There is no issue in the present case, and I agree, that in all the circumstances of the offending and the offender there is no penalty appropriate other than a sentence of imprisonment.
Considerations of totality, and in particular bearing in mind the amount of time over the last seven or eight years which Mr Rycroft has spent in custody, avoiding what must be a substantial risk of institutionalisation justify back dating any sentence for the present offending well into the period of revoked parole referable to the earlier offending. It is appropriate in all the circumstances of this case, accordingly, to commence a sentence from the date of arrest for the present offences.
An important matter that the Act and the authorities require that I address is to determine (including in respect of an aggregate sentence, which I intend to impose) what, in all the circumstances, is the minimum time that the offender must be kept in detention.
In Bugmy v R [1990] 169 CLR 525 (particularly at [17] - [21]), the Chief Justice and Justice McHugh provide an insightful analysis of the complexity in setting a non-parole period. At [18] and [20] their Honours said:
"… although the fixing of a minimum term confers a benefit on the prisoner, it serves the interests of the community rather than those of the prisoner: Attorney-General v. Morgan and Morgan (1980) 7 A Crim R 146. In that case Jenkinson J., with whom Kaye J. agreed, pointed out (at p 155) that considerations relevant to the interests of the community which the imprisonment of offenders is designed to serve, as well as circumstances which mitigate punishment, will be taken into account in determining the head sentence and, again, in fixing the minimum term. At that stage the various interests of the community "will be balanced against the advantages to the community which release on parole is thought likely in the particular circumstances to confer, and against whatever degree of mitigation mercy to the offender may claim without injustice".

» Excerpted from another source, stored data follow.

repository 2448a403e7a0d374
pub mod llm_client;
pub mod logic_engine;
pub mod prompts;
pub mod query_gate;
pub mod rule_query_session;
pub mod scratch_file;
pub mod swipl_engine;
pub mod text_cleanup;

pub use llm_client::{LlmClient, OpenAiClient, ScriptedLlmClient};
pub use logic_engine::{LogicEngine, ScriptedEngine};
pub use rule_query_session::RuleQuerySession;
pub use scratch_file::ScratchFile;
pub use swipl_engine::SwiplEngine;
pub use text_cleanup::strip_code_fences;
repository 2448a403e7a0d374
pub mod errors;
pub mod models;
pub mod services;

A prisoner's prospects of rehabilitation will be relevant to the fixing of a minimum term, both by way of mitigation and because the community benefits from the reformation of one of its members… Likewise, the nature of the crime will be relevant because a more serious offence will warrant a greater minimum term due to its deterrent effect upon others. But the nature of the offence does not assume the importance which it has when the head sentence is determined. There, the sentence must be proportionate to the gravity of the offence (Veen v. The Queen (No. 2) [1988] HCA 14; (1988) 164 CLR 465, at p 477), whereas the minimum term represents a portion of the head sentence during which the offender will not be considered for parole. In one sense, that portion must itself bear a proportionate relation to the crime. Generally speaking, the perceived prospects of rehabilitation will make a significant difference. Among other things, those prospects will affect what is required by way of protection of the community. Release on parole is a concession made when the Parole Board decides that the benefits accruing by way of rehabilitation and the recognition of mitigating factors outweigh the danger to the community of relaxing the requirement of imprisonment [emphasis added]."

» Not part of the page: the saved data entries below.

use thiserror::Error;

/// Failures of the chat-completion collaborator
#[derive(Error, Debug, Clone, PartialEq)]
pub enum LlmError {
    #[error("No API key configured (set OPENAI_API_KEY)")]
    MissingCredential,

    #[error("Invalid endpoint '{0}'")]
    InvalidEndpoint(String),

    #[error("HTTP error: {0}")]
    Http(String),

    #[error("HTTP {code} from completion API: {body}")]
    Status { code: u16, body: String },

    #[error("Request timeout after {0} seconds")]
    Timeout(u64),

    #[error("Invalid response: {0}")]
    InvalidResponse(String),

    #[error("LLM returned empty response")]
    EmptyResponse,
}

pub type LlmResult<T> = Result<T, LlmError>;
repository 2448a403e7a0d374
use clap::Parser;
use rule_query::application::cli::Cli;
use rule_query::application::runner::{load_cases, load_rules_text, run_cases, settle_run};
use rule_query::application::transcript::{OutputMode, Transcript};
use rule_query::domain::services::{OpenAiClient, RuleQuerySession, SwiplEngine};
use tracing_subscriber::EnvFilter;

fn main() -> anyhow::Result<()> {
    tracing_subscriber::fmt()
        .with_env_filter(
            EnvFilter::try_from_default_env().unwrap_or_else(|_| EnvFilter::new("rule_query=info")),
        )
        .with_writer(std::io::stderr)
        .init();

    let cli = Cli::parse();

    // Every step awaits the previous one; a single thread is enough
    let rt = tokio::runtime::Builder::new_current_thread()
        .enable_all()
        .build()?;
    rt.block_on(async_main(cli))
}

async fn async_main(cli: Cli) -> anyhow::Result<()> {
    let transcript = Transcript::new(if cli.json {
        OutputMode::JsonLines
    } else {
        OutputMode::Transcript
    });

    let rules_text = load_rules_text(cli.rules_file.as_deref()).await?;
    let cases = load_cases(cli.cases_file.as_deref()).await?;

    let llm = OpenAiClient::new(cli.llm_config())?;
    let engine = SwiplEngine::new(cli.engine_config());
    if !engine.is_available().await {
        anyhow::bail!(
            "SWI-Prolog executable '{}' is not available; install it or pass --swipl",
            cli.swipl.display()
        );
    }

    let mut session = RuleQuerySession::new(llm, engine, cli.session_config())?;

    let outcome = tokio::select! {
        result = run_cases(&mut session, &rules_text, &cases, &transcript) => Some(result),
        Ok(()) = tokio::signal::ctrl_c() => None,
    };

    let cleanup = session.clean_up().await;
    match settle_run(outcome, cleanup)? {
        Some(reports) => tracing::info!(cases = reports.len(), "run complete"),
        None => tracing::warn!("interrupted; scratch file removed"),
    }
    Ok(())
}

In the same way that juries are regularly encouraged to bring their common sense and experience of the world and human affairs to bear in the fulfilment of their duty, a judge exercising the sentencing discretion must likewise bring to bear her or his own experiences, both professional and personal, in assessing the likelihood of particular outcomes. The circumstances in the present case point powerfully to the real likelihood of this offender never again offending and of him making a substantial, law abiding contribution to the community in the future. That likelihood needs to be fostered in the community's interest.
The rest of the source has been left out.